The Ocean At The End of The Lane is the first novel for adult readers by master of magic and mystery, Neil Gaiman. And it is of course, delightful.

The novel is about a middle-aged man visiting his childhood country home and remembering a magical, horrific experience from his childhood. He recalls a terrible event that lead to a supernatural something bestowing gifts with a price on unsuspecting people. The man, as a boy, turns to the aid of Lettie Hempstock, an eleven year old girl neighbour whose family is tied to an ancient magic themselves to help exorcise the local haunting. But instead something goes wrong, and the man-as-boy brings something supernatural back with him from beyond The Ocean, something that invades the boys home and life and threatens to destroy it all.

The Ocean At The End of The Lane is absolutely full of imagination and whimsy and magic.
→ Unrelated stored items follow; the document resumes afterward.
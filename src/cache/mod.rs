//! Fast, TTL-bounded job id → [`JobRecord`] store.
//!
//! The cache may forget anything at any time and may be unreachable; the
//! artifact store stays the source of truth for success and failure. Every
//! operation reports an explicit outcome instead of failing.

mod dir;
mod memory;

use std::collections::BTreeMap;
use std::sync::Arc;
use std::time::Duration;

use serde::Serialize;
use tracing::debug;

use crate::clock::Clock;
use crate::config::CacheConfig;
use crate::lookup::Lookup;
use crate::state::{JobRecord, JobState};

pub use dir::DirCache;
pub use memory::MemoryCache;

/// Outcome of a cache write.
#[derive(Debug, Clone, Copy, PartialEq, Eq)]
pub enum CacheWrite {
    Stored,
    /// Not written because the cache already holds a newer record.
    Skipped,
    Unavailable,
}

pub trait EphemeralCache: Send + Sync {
    fn get(&self, job_id: &str) -> Lookup<JobRecord>;

    fn set(&self, record: &JobRecord, ttl: Duration) -> CacheWrite;

    /// `Found(())` when a record was removed.
    fn delete(&self, job_id: &str) -> Lookup<()>;

    /// Every live record.
    fn records(&self) -> Lookup<Vec<JobRecord>>;

    /// Removes records whose timestamp is older than `age`; returns how many.
    fn cleanup_older_than(&self, age: Duration) -> Lookup<usize>;

    fn statistics(&self) -> Lookup<CacheStats> {
        self.records().map(|records| CacheStats::from_records(&records))
    }
}

/// Writes `record` unless the cache holds one with a newer timestamp.
///
/// The cache itself is a dumb key/value store, so every writer that can race
/// with the worker goes through this.
pub fn set_if_newer(cache: &dyn EphemeralCache, record: &JobRecord, ttl: Duration) -> CacheWrite {
    match cache.get(&record.job_id) {
        Lookup::Unavailable => CacheWrite::Unavailable,
        Lookup::Found(existing) if existing.timestamp > record.timestamp => {
            debug!(
                job_id = %record.job_id,
                cached = existing.timestamp,
                incoming = record.timestamp,
                "discarding stale cache write"
            );
            CacheWrite::Skipped
        }
        Lookup::Found(_) | Lookup::Missing => cache.set(record, ttl),
    }
}

/// Shared implementation of [`EphemeralCache::cleanup_older_than`].
fn purge_older_than(cache: &dyn EphemeralCache, cutoff: i64) -> Lookup<usize> {
    let records = match cache.records() {
        Lookup::Found(records) => records,
        Lookup::Missing => return Lookup::Found(0),
        Lookup::Unavailable => return Lookup::Unavailable,
    };
    let mut cleaned = 0;
    for record in records.iter().filter(|r| r.timestamp < cutoff) {
        match cache.delete(&record.job_id) {
            Lookup::Found(()) => cleaned += 1,
            Lookup::Missing => {}
            Lookup::Unavailable => return Lookup::Unavailable,
        }
    }
    Lookup::Found(cleaned)
}

fn cutoff(clock: &dyn Clock, age: Duration) -> i64 {
    clock.unix_now() - i64::try_from(age.as_secs()).unwrap_or(i64::MAX)
}

/// A cache that is switched off: every call is unavailable.
#[derive(Debug, Default, Clone, Copy)]
pub struct DisabledCache;

impl EphemeralCache for DisabledCache {
    fn get(&self, _job_id: &str) -> Lookup<JobRecord> {
        Lookup::Unavailable
    }

    fn set(&self, _record: &JobRecord, _ttl: Duration) -> CacheWrite {
        CacheWrite::Unavailable
    }

    fn delete(&self, _job_id: &str) -> Lookup<()> {
        Lookup::Unavailable
    }

    fn records(&self) -> Lookup<Vec<JobRecord>> {
        Lookup::Unavailable
    }

    fn cleanup_older_than(&self, _age: Duration) -> Lookup<usize> {
        Lookup::Unavailable
    }
}

/// Builds the cache described by the configuration.
pub fn from_config(config: &CacheConfig, clock: Arc<dyn Clock>) -> Arc<dyn EphemeralCache> {
    if config.enabled {
        Arc::new(DirCache::open(&config.dir, clock))
    } else {
        tracing::info!("job state cache is disabled by configuration");
        Arc::new(DisabledCache)
    }
}

/// Aggregate view of the cached records.
#[derive(Debug, Clone, Default, PartialEq, Eq, Serialize)]
pub struct CacheStats {
    pub total: usize,
    pub by_state: BTreeMap<String, usize>,
    pub by_type: BTreeMap<String, usize>,
    pub active_tasks: usize,
    pub completed_tasks: usize,
    pub failed_tasks: usize,
}

impl CacheStats {
    pub fn from_records(records: &[JobRecord]) -> Self {
        let mut stats = CacheStats {
            total: records.len(),
            ..Default::default()
        };
        for record in records {
            *stats.by_state.entry(record.state.to_string()).or_default() += 1;
            *stats.by_type.entry(record.task_type().to_string()).or_default() += 1;
            match record.state {
                JobState::Pending | JobState::Running => stats.active_tasks += 1,
                JobState::Success => stats.completed_tasks += 1,
                JobState::Failure => stats.failed_tasks += 1,
                JobState::Expired | JobState::Revoked | JobState::Interrupted => {}
            }
        }
        stats
    }
}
The supernatural is portrayed with the conviction of childhood, and the mundane with this kind of exquisite hindsight filled with profound little moments. Which is actually one of the coolest aspects of the book: its a childrens tale, filled with imagination and wonder, but married to this mature, measured tone of an adult. It's like The Ocean At The End of The Lane is a book not so much written for adults as a novel written for the half-remembered child that lives in every gown up. It begs us to remember exploring, creating games with elaborate internal logic, and our strange childhood neighbours. It is a wonderful place to visit.

I also kind of love how the whole story exists in this tension between the magical elements as real and the magical elements as an elaborate childhood game/fantasy constructed to deal with some pretty troubling real life issues. It's pretty nifty.

The Ocean At The End of The Lane is a pretty light read: it's short and open. It's the kind of book you can read in one long sitting, or over a weekend in little snippets. (Which, is probably appropriate for its storybook for adults contents.) As a result I would recommend this book as an excellent weekend at the cabin or camping book: it's easy to read, fun, and will stoke your inner child.